The “Inside the PTS Curriculum” series gives you an inside look at what students are learning in their courses at Pittsburgh Theological Seminary. Each article focuses on one class, its subject matter, what students can expect to learn, the required texts, and the kinds of assignments students can expect. We’ll let you know whether the course is required or available for the Master of Divinity (MDiv), the Master of Arts in Pastoral Studies (MAPS), or Master of Theological Studies (MTS). Each article will include the professors’ bio.
This week’s course is: “Ethics and Society.”
About Ethics and Society
During this term, Pittsburgh Theological Seminary students will be identifying and exploring ethical issues with the Rev. Dr. Ron Cole-Turner in the class “Ethics and Society.” This course is required for students in the Master of Divinity (MDiv) degree, fulfils a requirement for the Master of Arts in Pastoral Studies (MAPS) degree, and is open to students in the Master of Theology (MTS) degree program.
This course equips students to reflect on the church and its relationship to its various locations, with a particular focus on national and global contexts and issues. Students will learn to use biblical and theological resources with insight from the social sciences to analyze contexts and to identify and explore ethical issues related to cultural, economic, and social structures in which the church participates in God’s mission.

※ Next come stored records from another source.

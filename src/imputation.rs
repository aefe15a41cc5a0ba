use crate::Climatology;
use crate::Density;
use crate::Feature;
use crate::IMPUTATION_DECIMALS;
use crate::Imputed;
use crate::Interval;
use crate::Probability;
use crate::Result;
use crate::Span;

/// Spreads interval-censored mass over the discretized span.
///
/// Each feature's mass is distributed across the integer values its interval
/// covers, in proportion to how often the training outcomes landed on each
/// value once restricted to that interval. Half-open intervals keep whatever
/// the enumerated values don't claim in a leftover bucket standing for the
/// open tail: prepended for `(-inf, hi]`, appended for `[lo, +inf)`.
///
/// Features are expanded independently and concatenated in order.
#[derive(Debug, Clone, Copy)]
pub struct Imputation<'a> {
    climatology: &'a Climatology,
    span: Span,
}

impl<'a> Imputation<'a> {
    pub fn new(climatology: &'a Climatology, span: Span) -> Self {
        Self { climatology, span }
    }

    /// Imputes a whole feature vector.
    pub fn impute(&self, features: &[Feature]) -> Result<Imputed> {
        features
            .iter()
            .map(|feature| self.expand(feature))
            .collect::<Result<Vec<Vec<Probability>>>>()
            .map(|expansions| expansions.into_iter().flatten().collect())
    }

    /// Imputes a single feature. The entries sum to the feature's mass,
    /// up to rounding.
    pub fn expand(&self, feature: &Feature) -> Result<Vec<Probability>> {
        let Feature { interval, mass } = *feature;
        let Span { minimum, maximum } = self.span;
        if interval.is_degenerate() {
            return Ok(vec![Self::round(mass)]);
        }
        match interval {
            Interval::Below(hi) if hi <= minimum => return Ok(vec![Self::round(mass)]),
            Interval::Above(lo) if lo >= maximum => return Ok(vec![Self::round(mass)]),
            _ => {}
        }
        let ref conditional = self.climatology.restrict(self.span.clamp(&interval))?;
        let weights = match interval {
            Interval::Below(hi) => {
                let interior = Self::weights(conditional, minimum + 1..=hi);
                std::iter::once(Self::leftover(&interior))
                    .chain(interior)
                    .collect()
            }
            Interval::Above(lo) => {
                let interior = Self::weights(conditional, lo..=maximum - 1);
                let leftover = Self::leftover(&interior);
                interior
                    .into_iter()
                    .chain(std::iter::once(leftover))
                    .collect()
            }
            Interval::Bounded(lo, hi) => Self::weights(conditional, lo..=hi),
            Interval::Point(_) => unreachable!("degenerate intervals handled above"),
        };
        Ok(weights
            .into_iter()
            .map(|w| mass * w)
            .map(Self::round)
            .collect())
    }

    fn weights<I>(conditional: &Climatology, values: I) -> Vec<Probability>
    where
        I: IntoIterator<Item = crate::Value>,
    {
        values
            .into_iter()
            .map(|ref v| conditional.density(v))
            .collect()
    }
    /// Probability the enumerated values leave for the open tail.
    fn leftover(interior: &[Probability]) -> Probability {
        (1. - interior.iter().sum::<Probability>()).max(0.)
    }
    fn round(x: Probability) -> Probability {
        let scale = (10 as Probability).powi(IMPUTATION_DECIMALS);
        (x * scale).round() / scale
    }
}

#[cfg(test)]
mod tests {
    use super::*;
    use crate::Error;

    fn uniform(values: std::ops::RangeInclusive<crate::Value>) -> Climatology {
        Climatology::from_outcomes(values).unwrap()
    }
    fn feature(interval: Interval, mass: Probability) -> Feature {
        Feature::from((interval, mass))
    }

    #[test]
    fn degenerate_feature_keeps_its_mass() {
        let ref climatology = uniform(1..=9);
        let imputation = Imputation::new(climatology, Span { minimum: 1, maximum: 9 });
        let expansion = imputation.expand(&feature(Interval::Point(5), 0.9)).unwrap();
        assert_eq!(expansion, vec![0.9]);
        let expansion = imputation.expand(&feature(Interval::Bounded(5, 5), 0.9)).unwrap();
        assert_eq!(expansion, vec![0.9]);
    }

    #[test]
    fn bounded_feature_follows_climatology() {
        let ref climatology = uniform(1..=3);
        let imputation = Imputation::new(climatology, Span { minimum: 1, maximum: 3 });
        let expansion = imputation.expand(&feature(Interval::Bounded(1, 3), 1.)).unwrap();
        assert_eq!(expansion, vec![0.333, 0.333, 0.333]);
    }

    #[test]
    fn left_open_at_minimum_is_one_bucket() {
        let ref climatology = Climatology::from_outcomes([7, 7, 8]).unwrap();
        let imputation = Imputation::new(climatology, Span { minimum: 1, maximum: 9 });
        let expansion = imputation.expand(&feature(Interval::Below(1), 0.4)).unwrap();
        assert_eq!(expansion, vec![0.4]);
    }

    #[test]
    fn left_open_prepends_leftover() {
        // restricted to [10, 12]: 10, 11, 12, 12
        let ref climatology = Climatology::from_outcomes([10, 11, 12, 12, 15]).unwrap();
        let imputation = Imputation::new(climatology, Span { minimum: 10, maximum: 20 });
        let expansion = imputation.expand(&feature(Interval::Below(12), 1.)).unwrap();
        assert_eq!(expansion, vec![0.25, 0.25, 0.5]);
    }

    #[test]
    fn right_open_appends_leftover() {
        let ref climatology = Climatology::from_outcomes([15, 18, 19, 20, 20]).unwrap();
        let imputation = Imputation::new(climatology, Span { minimum: 10, maximum: 20 });
        let expansion = imputation.expand(&feature(Interval::Above(18), 0.5)).unwrap();
        assert_eq!(expansion, vec![0.125, 0.125, 0.25]);
    }

    #[test]
    fn right_open_at_maximum_is_one_bucket() {
        let ref climatology = uniform(10..=20);
        let imputation = Imputation::new(climatology, Span { minimum: 10, maximum: 20 });
        let expansion = imputation.expand(&feature(Interval::Above(20), 0.7)).unwrap();
        assert_eq!(expansion, vec![0.7]);
    }

    #[test]
    fn unseen_values_impute_to_zero() {
        let ref climatology = Climatology::from_outcomes([2, 4]).unwrap();
        let imputation = Imputation::new(climatology, Span { minimum: 1, maximum: 5 });
        let expansion = imputation.expand(&feature(Interval::Bounded(2, 4), 1.)).unwrap();
        assert_eq!(expansion, vec![0.5, 0., 0.5]);
    }

    #[test]
    fn empty_conditional_is_degenerate() {
        let ref climatology = Climatology::from_outcomes([1, 9]).unwrap();
        let imputation = Imputation::new(climatology, Span { minimum: 1, maximum: 9 });
        let result = imputation.expand(&feature(Interval::Bounded(3, 6), 1.));
        assert!(matches!(result, Err(Error::DegenerateData(_))));
    }

    #[test]
    fn features_concatenate_in_order() {
        let ref climatology = uniform(1..=4);
        let imputation = Imputation::new(climatology, Span { minimum: 1, maximum: 4 });
        let features = [
            feature(Interval::Below(1), 0.1),
            feature(Interval::Bounded(2, 3), 0.6),
            feature(Interval::Above(4), 0.3),
        ];
        let imputed = imputation.impute(&features).unwrap();
        assert_eq!(imputed.as_slice(), &[0.1, 0.3, 0.3, 0.3]);
    }

    #[test]
    fn expansions_preserve_mass() {
        let ref climatology = Climatology::from_outcomes([3, 4, 4, 5, 6, 6, 6, 7, 9, 11, 12]).unwrap();
        let span = Span { minimum: 4, maximum: 10 };
        let imputation = Imputation::new(climatology, span);
        let intervals = [
            Interval::Below(4),
            Interval::Below(7),
            Interval::Bounded(5, 8),
            Interval::Bounded(2, 12),
            Interval::Above(6),
            Interval::Above(10),
            Interval::Point(3),
        ];
        for interval in intervals {
            for mass in [0., 0.15, 0.5, 0.8, 1.] {
                let expansion = imputation.expand(&feature(interval, mass)).unwrap();
                let total = expansion.iter().sum::<Probability>();
                let tolerance = 0.0005 * expansion.len() as Probability + 1e-5;
                assert!(
                    (total - mass).abs() <= tolerance,
                    "{} with mass {} imputes to {:?}",
                    interval,
                    mass,
                    expansion
                );
            }
        }
    }
}
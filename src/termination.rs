use crate::Energy;
use crate::Error;
use crate::KMEANS_MAX_ITERATIONS;
use crate::KMEANS_TOLERANCE;
use crate::Result;

/// When Lloyd refinement stops.
///
/// Converged once no centroid coordinate moves more than `tolerance` in a
/// step. Float means are not guaranteed to settle bit-exactly, so the
/// iteration cap bounds the loop and turns a stall into an error.
#[derive(Debug, Clone, Copy, PartialEq)]
pub struct Termination {
    iterations: usize,
    tolerance: Energy,
}

impl Termination {
    pub fn new(iterations: usize, tolerance: Energy) -> Result<Self> {
        if iterations == 0 {
            return Err(Error::invalid_parameter("iteration cap must be positive"));
        }
        if !tolerance.is_finite() || tolerance < 0. {
            return Err(Error::invalid_parameter(format!(
                "tolerance {} must be finite and non-negative",
                tolerance
            )));
        }
        Ok(Self {
            iterations,
            tolerance,
        })
    }
    /// Maximum refinement steps.
    pub fn t(&self) -> usize {
        self.iterations
    }
    pub fn tolerance(&self) -> Energy {
        self.tolerance
    }
    /// Whether a step that moved centroids by at most `drift` is a fixed point.
    pub fn converged(&self, drift: Energy) -> bool {
        drift <= self.tolerance
    }
}

impl Default for Termination {
    fn default() -> Self {
        Self {
            iterations: KMEANS_MAX_ITERATIONS,
            tolerance: KMEANS_TOLERANCE,
        }
    }
}
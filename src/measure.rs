use crate::Energy;
use crate::Probability;

/// Distance between two imputed vectors of equal length.
///
/// Clustering assigns each example to the centroid minimizing this distance
/// and prediction picks the nearest centroid the same way, so the choice of
/// measure shapes both. [`Euclidean`] is the default; any
/// `Fn(&[Probability], &[Probability]) -> Energy` closure also qualifies.
///
/// `Sync` because assignment evaluates distances on a worker pool.
pub trait Measure: Sync {
    fn distance(&self, x: &[Probability], y: &[Probability]) -> Energy;
}

/// The L2 norm of the difference.
#[derive(Debug, Clone, Copy, Default, PartialEq, Eq)]
pub struct Euclidean;

impl Measure for Euclidean {
    fn distance(&self, x: &[Probability], y: &[Probability]) -> Energy {
        debug_assert!(x.len() == y.len());
        x.iter()
            .zip(y.iter())
            .map(|(a, b)| a - b)
            .map(|d| d * d)
            .sum::<Energy>()
            .sqrt()
    }
}

impl<F> Measure for F
where
    F: Fn(&[Probability], &[Probability]) -> Energy + Sync,
{
    fn distance(&self, x: &[Probability], y: &[Probability]) -> Energy {
        self(x, y)
    }
}
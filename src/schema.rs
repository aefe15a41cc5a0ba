use crate::Example;
use crate::Feature;
use crate::Interval;
use crate::Result;
use crate::Span;
use crate::ValidationError;
use crate::Value;
use serde::Deserialize;
use serde::Serialize;

/// What a single imputed entry measures.
#[derive(Debug, Clone, Copy, PartialEq, Eq, Hash, Serialize, Deserialize)]
pub enum Column {
    /// Mass on values at or below the bound (left leftover bucket).
    AtOrBelow(Value),
    /// Mass on exactly this value.
    Exactly(Value),
    /// Mass on values at or above the bound (right leftover bucket).
    AtOrAbove(Value),
}

impl std::fmt::Display for Column {
    fn fmt(&self, f: &mut std::fmt::Formatter<'_>) -> std::fmt::Result {
        match self {
            Column::AtOrBelow(v) => write!(f, "<={}", v),
            Column::Exactly(v) => write!(f, "{}", v),
            Column::AtOrAbove(v) => write!(f, ">={}", v),
        }
    }
}

/// Layout of imputed vectors for one dataset.
///
/// Each feature expands to a number of entries that depends on its interval
/// type and on the [`Span`]. Rows may cut their slots at different places, so
/// per-slot widths vary, but the total must agree for every row or the
/// vectors could not share a centroid space. The schema pins that total once,
/// at construction, and rejects any row or query that disagrees.
#[derive(Debug, Clone, Copy, PartialEq, Eq, Serialize, Deserialize)]
pub struct Schema {
    span: Span,
    dimension: usize,
}

impl Schema {
    /// Derives the layout from the first row and checks the rest against it.
    pub fn new(span: Span, examples: &[Example]) -> Result<Self> {
        let dimension = examples
            .first()
            .map(|example| Self::measure(&span, &example.features))
            .ok_or(ValidationError::EmptyTable)?;
        let schema = Self { span, dimension };
        examples
            .iter()
            .enumerate()
            .try_for_each(|(row, example)| schema.check(row, &example.features))?;
        Ok(schema)
    }
    pub fn span(&self) -> Span {
        self.span
    }
    /// Length of every imputed vector.
    pub fn dimension(&self) -> usize {
        self.dimension
    }
    /// Fails unless `features` expand to exactly [`Schema::dimension`] entries.
    pub fn check(&self, row: usize, features: &[Feature]) -> Result<()> {
        match Self::measure(&self.span, features) {
            actual if actual == self.dimension => Ok(()),
            actual => Err(ValidationError::RaggedLayout {
                row,
                expected: self.dimension,
                actual,
            }
            .into()),
        }
    }
    /// Number of entries one feature expands to.
    pub fn width(&self, feature: &Feature) -> usize {
        Self::extent(&self.span, &feature.interval)
    }
    /// Describes each entry `features` expand to, in output order.
    pub fn columns(&self, features: &[Feature]) -> Vec<Column> {
        features
            .iter()
            .flat_map(|feature| self.expand(&feature.interval))
            .collect()
    }

    fn measure(span: &Span, features: &[Feature]) -> usize {
        features
            .iter()
            .map(|feature| Self::extent(span, &feature.interval))
            .sum()
    }
    fn extent(span: &Span, interval: &Interval) -> usize {
        if interval.is_degenerate() {
            return 1;
        }
        let n = match *interval {
            Interval::Below(hi) => (hi - span.minimum).max(0) + 1,
            Interval::Above(lo) => (span.maximum - lo).max(0) + 1,
            Interval::Bounded(lo, hi) => hi - lo + 1,
            Interval::Point(_) => 1,
        };
        n as usize
    }
    fn expand(&self, interval: &Interval) -> Vec<Column> {
        let Span { minimum, maximum } = self.span;
        if interval.is_degenerate() {
            return vec![Column::Exactly(interval.floor())];
        }
        match *interval {
            Interval::Below(hi) if hi <= minimum => vec![Column::AtOrBelow(hi)],
            Interval::Below(hi) => std::iter::once(Column::AtOrBelow(minimum))
                .chain((minimum + 1..=hi).map(Column::Exactly))
                .collect(),
            Interval::Above(lo) if lo >= maximum => vec![Column::AtOrAbove(lo)],
            Interval::Above(lo) => (lo..maximum)
                .map(Column::Exactly)
                .chain(std::iter::once(Column::AtOrAbove(maximum)))
                .collect(),
            Interval::Bounded(lo, hi) => (lo..=hi).map(Column::Exactly).collect(),
            Interval::Point(v) => vec![Column::Exactly(v)],
        }
    }
}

CS310 builds upon other courses in Bible, church history, theology, field education, and in particular contextual analysis. The specific focus for CS310 is the integration and interaction of all these sources of theological insight (biblical, traditional, and contextual analysis) with today’s contextual realities (social, economic, racial, and political), especially those that define the national and global level. These questions will be explored: What do we mean by ‘Christian’ ethics, and what are the philosophical and theological approaches to ethical reasoning that continue to be influential in grappling with national and global issues today? How do today’s contextual realities shape the church and its theology in the past and today? How does the church seek to be faithful to God’s mission of reconciliation and renewal in local communities and in the wider regional or national context? How do leaders in Christian communities promote Christian ethical discernment and action in addressing social contexts?
Students will complete papers and research projects. Required reading includes Biblical Ethics and Social Change, by Stephen Mott; Exclusion and Embrace: A Theological Exploration of Identity, Otherness, and Reconciliation, by Miroslav Volf; Christ and Culture, by H. Richard Niebuhr; and The Minister as Moral Theologian, by Sondra Wheeler.
About the Instructor
The Rev. Dr. Ron Cole-Turner is the H. Parker Sharp Professor of Theology and Ethics, a position relating theology and ethics to developments in science and technology. Dr. Cole-Turner received a B.A. from Wheaton College and both an M.Div. and Ph.D. from Princeton Theological Seminary. He is an ordained minister of the United Church of Christ, a founding member of the International Society for Science and Religion (currently serving as vice president), and he has served on the advisory board of the John Templeton Foundation and the Metanexus Institute. He has written and edited many books about the intersection of science and theology, and he is the author of the popular baptism hymn, “Child of Blessing, Child of Promise.”